The lines from the top of the records below through the one containing "ranked.sort_by(|a, b| b.1.cmp(&a.1).then_with(||" are to be transcribed exactly, and nothing else is to be added.

[Stored data entries]
▬▬▬▬▬▬

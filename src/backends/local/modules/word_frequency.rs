// Copyright (c) 2025 Steve Wagner (ciroque@live.com)
// SPDX-License-Identifier: MIT

use async_trait::async_trait;
use serde_json::{json, Value};
use std::collections::HashMap;
use std::sync::Arc;

use super::{tokenize, write_artifact};
use crate::context::{ComputedKey, PipelineContext};
use crate::traits::{AnalysisModule, ModuleResult};

const TOP_WORDS: usize = 20;

/// Token frequencies across the whole transcript.
pub struct WordFrequencyModule;

#[async_trait]
impl AnalysisModule for WordFrequencyModule {
    async fn run(&self, context: Arc<PipelineContext>) -> ModuleResult {
        let segments = context.segments();

        let mut word_counts: HashMap<String, usize> = HashMap::new();
        let mut segment_tokens = Vec::with_capacity(segments.len());
        for segment in segments.iter() {
            let tokens: Vec<String> = tokenize(&segment.text).collect();
            for token in &tokens {
                *word_counts.entry(token.clone()).or_insert(0) += 1;
            }
            segment_tokens.push(tokens);
        }

        // Most frequent first, ties alphabetical
        let mut ranked: Vec<(String, usize)> = word_counts.into_iter().collect();
        ranked.sort_by(|a, b| b.1.cmp(&a.1).then_with(|| a.0.cmp(&b.0)));

        let total_words: usize = ranked.iter().map(|(_, count)| count).sum();
        let top_words: Vec<Value> = ranked
            .iter()
            .take(TOP_WORDS)
            .map(|(word, count)| json!([word, count]))
            .collect();

        let frequencies: serde_json::Map<String, Value> = ranked
            .iter()
            .map(|(word, count)| (word.clone(), json!(count)))
            .collect();
        context.store_computed_value(ComputedKey::WordFrequencies, Value::Object(frequencies));
        context.store_computed_value(ComputedKey::SegmentTokens, json!(segment_tokens));

        let mut csv = String::from("word,count\n");
        for (word, count) in &ranked {
            csv.push_str(&format!("{},{}\n", word, count));
        }
        let relative = format!(
            "word_frequency/data/global/{}_word_frequency.csv",
            context.base_name()
        );
        let artifact = match write_artifact(&context, &relative, csv.as_bytes()).await {
            Ok(artifact) => artifact,
            Err(e) => return ModuleResult::failure(e),
        };

        ModuleResult::with_artifacts(
            json!({
                "total_words": total_words,
                "unique_words": ranked.len(),
                "top_words": top_words,
            }),
            vec![artifact],
        )
    }

    fn name(&self) -> &'static str {
        "word_frequency"
    }
}

#[cfg(test)]
mod tests {
    use super::*;
    use crate::backends::local::modules::test_support::context_in;
    use crate::traits::ModuleOutput;

    #[tokio::test]
    async fn test_ranks_words_by_frequency() {
        let dir = tempfile::TempDir::new().unwrap();
        let context = context_in(dir.path());

        let ModuleResult::Success(ModuleOutput { payload, artifacts }) =
            WordFrequencyModule.run(Arc::clone(&context)).await
        else {
            panic!("word_frequency should succeed");
        };

        // "back" and "to" appear three times each, "the" twice
        assert_eq!(payload["top_words"][0], json!(["back", 3]));
        assert_eq!(payload["top_words"][1], json!(["to", 3]));
        assert_eq!(payload["top_words"][2], json!(["the", 2]));
        assert_eq!(payload["total_words"], 19);

        let csv = std::fs::read_to_string(dir.path().join(&artifacts[0].relative_path)).unwrap();
        assert!(csv.starts_with("word,count\nback,3\n"));
        assert!(context
            .get_computed_value(&ComputedKey::WordFrequencies)
            .is_some());
    }
}
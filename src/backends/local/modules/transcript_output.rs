// Copyright (c) 2025 Steve Wagner (ciroque@live.com)
// SPDX-License-Identifier: MIT

use async_trait::async_trait;
use serde_json::json;
use std::sync::Arc;

use super::write_artifact;
use crate::context::PipelineContext;
use crate::store::ArtifactRole;
use crate::traits::{AnalysisModule, ModuleResult};

/// Human-readable rendering of the transcript.
pub struct TranscriptOutputModule;

fn format_timestamp(seconds: f64) -> String {
    let total = seconds.max(0.0);
    let minutes = (total / 60.0).floor() as u64;
    format!("{:02}:{:05.2}", minutes, total - (minutes as f64) * 60.0)
}

#[async_trait]
impl AnalysisModule for TranscriptOutputModule {
    async fn run(&self, context: Arc<PipelineContext>) -> ModuleResult {
        let segments = context.segments();
        let speaker_map = context.speaker_map();

        let mut text = String::new();
        for segment in segments.iter() {
            if let Some(start) = segment.start {
                text.push_str(&format!("[{}] ", format_timestamp(start)));
            }
            if let Some(label) = &segment.speaker {
                let name = speaker_map.get(label).unwrap_or(label);
                text.push_str(&format!("{}: ", name));
            }
            text.push_str(segment.text.trim());
            text.push('\n');
        }

        let relative = format!("transcript_output/{}_transcript.txt", context.base_name());
        match write_artifact(&context, &relative, text.as_bytes()).await {
            Ok(artifact) => ModuleResult::with_artifacts(
                json!({ "lines": segments.len() }),
                vec![artifact.with_role(ArtifactRole::Primary)],
            ),
            Err(e) => ModuleResult::failure(e),
        }
    }

    fn name(&self) -> &'static str {
        "transcript_output"
    }
}

#[cfg(test)]
mod tests {
    use super::*;
    use crate::backends::local::modules::test_support::context_in;
    use crate::traits::ModuleOutput;

    #[test]
    fn test_format_timestamp() {
        assert_eq!(format_timestamp(0.0), "00:00.00");
        assert_eq!(format_timestamp(75.5), "01:15.50");
    }

    #[tokio::test]
    async fn test_renders_named_speakers_with_timestamps() {
        let dir = tempfile::TempDir::new().unwrap();
        let context = context_in(dir.path());

        let ModuleResult::Success(ModuleOutput { artifacts, .. }) =
            TranscriptOutputModule.run(context).await
        else {
            panic!("transcript_output should succeed");
        };

        assert_eq!(artifacts[0].role, Some(ArtifactRole::Primary));
        let text = std::fs::read_to_string(dir.path().join(&artifacts[0].relative_path)).unwrap();
        let first_line = text.lines().next().unwrap();
        assert_eq!(first_line, "[00:00.00] Host: Welcome back to the show.");
        assert!(text.contains("SPEAKER_01: Thanks"));
    }
}
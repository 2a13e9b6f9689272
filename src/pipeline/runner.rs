// Copyright (c) 2025 Steve Wagner (ciroque@live.com)
// SPDX-License-Identifier: MIT

use std::path::{Path, PathBuf};
use std::sync::Arc;
use std::time::Instant;

use crate::cache::hashing::pipeline_input_hash;
use crate::cache::ModuleCache;
use crate::config::PipelineConfig;
use crate::context::PipelineContext;
use crate::engine::{ExecutorFactory, RunReport};
use crate::errors::{PipelineError, PlanError};
use crate::observability::messages::engine::PipelineRunFinished;
use crate::observability::messages::StructuredLog;
use crate::pipeline::recorder::RunRecorder;
use crate::registry::{ExecutionPlan, ModuleRegistry};
use crate::store::{RunStatus, RunStore};
use crate::transcript::{canonical_base_name, JsonTranscriptLoader, TranscriptLoader};
use crate::traits::ModuleExecutor;

/// Resolve a module request into a plan.
///
/// An empty request falls back to the configured default modules, and to
/// every registered module when none are configured.
pub fn resolve_request<S: AsRef<str>>(
    registry: &ModuleRegistry,
    config: &PipelineConfig,
    requested: &[S],
) -> Result<ExecutionPlan, PlanError> {
    if !requested.is_empty() {
        return registry.resolve(requested.iter().map(|s| s.as_ref()));
    }
    if !config.default_modules.is_empty() {
        return registry.resolve(&config.default_modules);
    }
    registry.resolve(registry.names())
}

/// Runs requested analysis modules against one transcript and records the
/// run, its module runs and their artifacts.
pub struct PipelineRunner {
    registry: Arc<ModuleRegistry>,
    store: RunStore,
    config: PipelineConfig,
    loader: Arc<dyn TranscriptLoader>,
    executor: Box<dyn ModuleExecutor>,
}

impl PipelineRunner {
    pub fn new(registry: Arc<ModuleRegistry>, store: RunStore, config: PipelineConfig) -> Self {
        Self {
            executor: ExecutorFactory::from_config(&config),
            registry,
            store,
            config,
            loader: Arc::new(JsonTranscriptLoader),
        }
    }

    pub fn with_loader(mut self, loader: Arc<dyn TranscriptLoader>) -> Self {
        self.loader = loader;
        self
    }

    pub fn config(&self) -> &PipelineConfig {
        &self.config
    }

    pub fn store(&self) -> &RunStore {
        &self.store
    }

    /// Resolve what a run would execute. See [`resolve_request`].
    pub fn plan<S: AsRef<str>>(&self, requested: &[S]) -> Result<ExecutionPlan, PlanError> {
        resolve_request(&self.registry, &self.config, requested)
    }

    /// Run `requested` modules, plus their dependencies, on the transcript at
    /// `transcript_path`.
    ///
    /// Planning and loading happen before anything is persisted. Module
    /// failures do not fail the call; they are listed in the report and the
    /// pipeline run is recorded as failed.
    pub async fn run_pipeline<S: AsRef<str>>(
        &self,
        transcript_path: impl AsRef<Path>,
        requested: &[S],
    ) -> Result<RunReport, PipelineError> {
        let started = Instant::now();
        let plan = self.plan(requested)?;

        let transcript_path = transcript_path.as_ref();
        let transcript = self.loader.load(transcript_path)?;
        let stored_path: PathBuf =
            std::fs::canonicalize(transcript_path).unwrap_or_else(|_| transcript_path.to_path_buf());
        let base_name = canonical_base_name(transcript_path);

        let record = self
            .store
            .upsert_transcript(
                &stored_path.to_string_lossy(),
                &transcript.content_hash,
                &base_name,
            )
            .await?;
        let config_hash = self.config.config_hash();
        let pipeline_run = self
            .store
            .create_pipeline_run(
                record.id,
                &self.config.pipeline_version,
                &config_hash,
                &pipeline_input_hash(&transcript.content_hash, &config_hash),
            )
            .await?;

        let output_dir = self.config.output_root.join(&base_name);
        if let Err(e) = tokio::fs::create_dir_all(&output_dir).await {
            self.store
                .finish_pipeline_run(pipeline_run.id, RunStatus::Failed)
                .await?;
            return Err(e.into());
        }

        let recorder = RunRecorder::new(
            ModuleCache::new(self.store.clone()),
            self.config.clone(),
            record.id,
            transcript.content_hash.clone(),
            pipeline_run.id,
            output_dir.clone(),
        );
        let context = Arc::new(PipelineContext::new(&stored_path, transcript, output_dir));

        let mut report = self
            .executor
            .execute_with_hooks(&plan, Arc::clone(&context), &recorder)
            .await;
        context.close();

        let status = if report.is_success() {
            RunStatus::Completed
        } else {
            RunStatus::Failed
        };
        self.store
            .finish_pipeline_run(pipeline_run.id, status)
            .await?;
        report.pipeline_run_id = Some(pipeline_run.id);

        PipelineRunFinished {
            pipeline_run_id: pipeline_run.id,
            status: status.as_str(),
            duration: started.elapsed(),
        }
        .log();
        Ok(report)
    }
}
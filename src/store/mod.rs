// Copyright (c) 2025 Steve Wagner (ciroque@live.com)
// SPDX-License-Identifier: MIT

mod models;
mod run_store;
pub mod schema;

pub use models::{
    ArtifactProvenance, ArtifactRecord, ArtifactRole, CacheReason, ModuleRun, NewArtifactRecord,
    NewModuleRun, PipelineRun, RunStatus, TranscriptRecord,
};
pub use run_store::RunStore;
// Copyright (c) 2025 Steve Wagner (ciroque@live.com)
// SPDX-License-Identifier: MIT

//! End-to-end pipeline runs: plan, load, execute with cache-aware
//! bookkeeping, and record the outcome.

mod recorder;
mod runner;

pub use runner::{resolve_request, PipelineRunner};
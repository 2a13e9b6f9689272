// Copyright (c) 2025 Steve Wagner (ciroque@live.com)
// SPDX-License-Identifier: MIT

//! Message types for the artifact index and its validator.

use crate::observability::messages::StructuredLog;
use std::fmt::{Display, Formatter};
use tracing::Span;

/// A module run's artifacts were indexed.
///
/// # Log Level
/// `debug!` - Detailed diagnostic information
pub struct ArtifactsRegistered<'a> {
    pub module: &'a str,
    pub module_run_id: i64,
    pub count: usize,
}

impl Display for ArtifactsRegistered<'_> {
    fn fmt(&self, f: &mut Formatter) -> std::fmt::Result {
        write!(
            f,
            "Registered {} artifacts for '{}' (module run {})",
            self.count, self.module, self.module_run_id
        )
    }
}

impl StructuredLog for ArtifactsRegistered<'_> {
    fn log(&self) {
        tracing::debug!(
            module = self.module,
            module_run_id = self.module_run_id,
            count = self.count,
            "{}", self
        );
    }

    fn span(&self, name: &str) -> Span {
        tracing::debug_span!(
            "artifacts_registered",
            span_name = name,
            module = self.module,
            module_run_id = self.module_run_id,
        )
    }
}

/// Validation of a transcript's artifacts finished.
///
/// # Log Level
/// `info!` when clean, `warn!` when any finding was reported
pub struct ValidationCompleted<'a> {
    pub transcript: &'a str,
    pub checked_records: usize,
    pub checked_files: usize,
    pub p0: usize,
    pub p1: usize,
    pub warnings: usize,
}

impl Display for ValidationCompleted<'_> {
    fn fmt(&self, f: &mut Formatter) -> std::fmt::Result {
        write!(
            f,
            "Validated '{}': {} records, {} files, {} P0, {} P1, {} warnings",
            self.transcript,
            self.checked_records,
            self.checked_files,
            self.p0,
            self.p1,
            self.warnings
        )
    }
}

impl StructuredLog for ValidationCompleted<'_> {
    fn log(&self) {
        if self.p0 + self.p1 + self.warnings == 0 {
            tracing::info!(
                transcript = self.transcript,
                checked_records = self.checked_records,
                checked_files = self.checked_files,
                "{}", self
            );
        } else {
            tracing::warn!(
                transcript = self.transcript,
                p0 = self.p0,
                p1 = self.p1,
                warnings = self.warnings,
                "{}", self
            );
        }
    }

    fn span(&self, name: &str) -> Span {
        tracing::info_span!(
            "artifact_validation",
            span_name = name,
            transcript = self.transcript,
        )
    }
}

▬▬▬▬▬▬

Result:
filename src/backends/local/modules/word_frequency.rs
// Copyright (c) 2025 Steve Wagner (ciroque@live.com)
// SPDX-License-Identifier: MIT

use async_trait::async_trait;
use serde_json::{json, Value};
use std::collections::HashMap;
use std::sync::Arc;

use super::{tokenize, write_artifact};
use crate::context::{ComputedKey, PipelineContext};
use crate::traits::{AnalysisModule, ModuleResult};

const TOP_WORDS: usize = 20;

/// Token frequencies across the whole transcript.
pub struct WordFrequencyModule;

#[async_trait]
impl AnalysisModule for WordFrequencyModule {
    async fn run(&self, context: Arc<PipelineContext>) -> ModuleResult {
        let segments = context.segments();

        let mut word_counts: HashMap<String, usize> = HashMap::new();
        let mut segment_tokens = Vec::with_capacity(segments.len());
        for segment in segments.iter() {
            let tokens: Vec<String> = tokenize(&segment.text).collect();
            for token in &tokens {
                *word_counts.entry(token.clone()).or_insert(0) += 1;
            }
            segment_tokens.push(tokens);
        }

        // Most frequent first, ties alphabetical
        let mut ranked: Vec<(String, usize)> = word_counts.into_iter().collect();
        ranked.sort_by(|a, b| b.1.cmp(&a.1).then_with(|| a.0.cmp(&b.0)));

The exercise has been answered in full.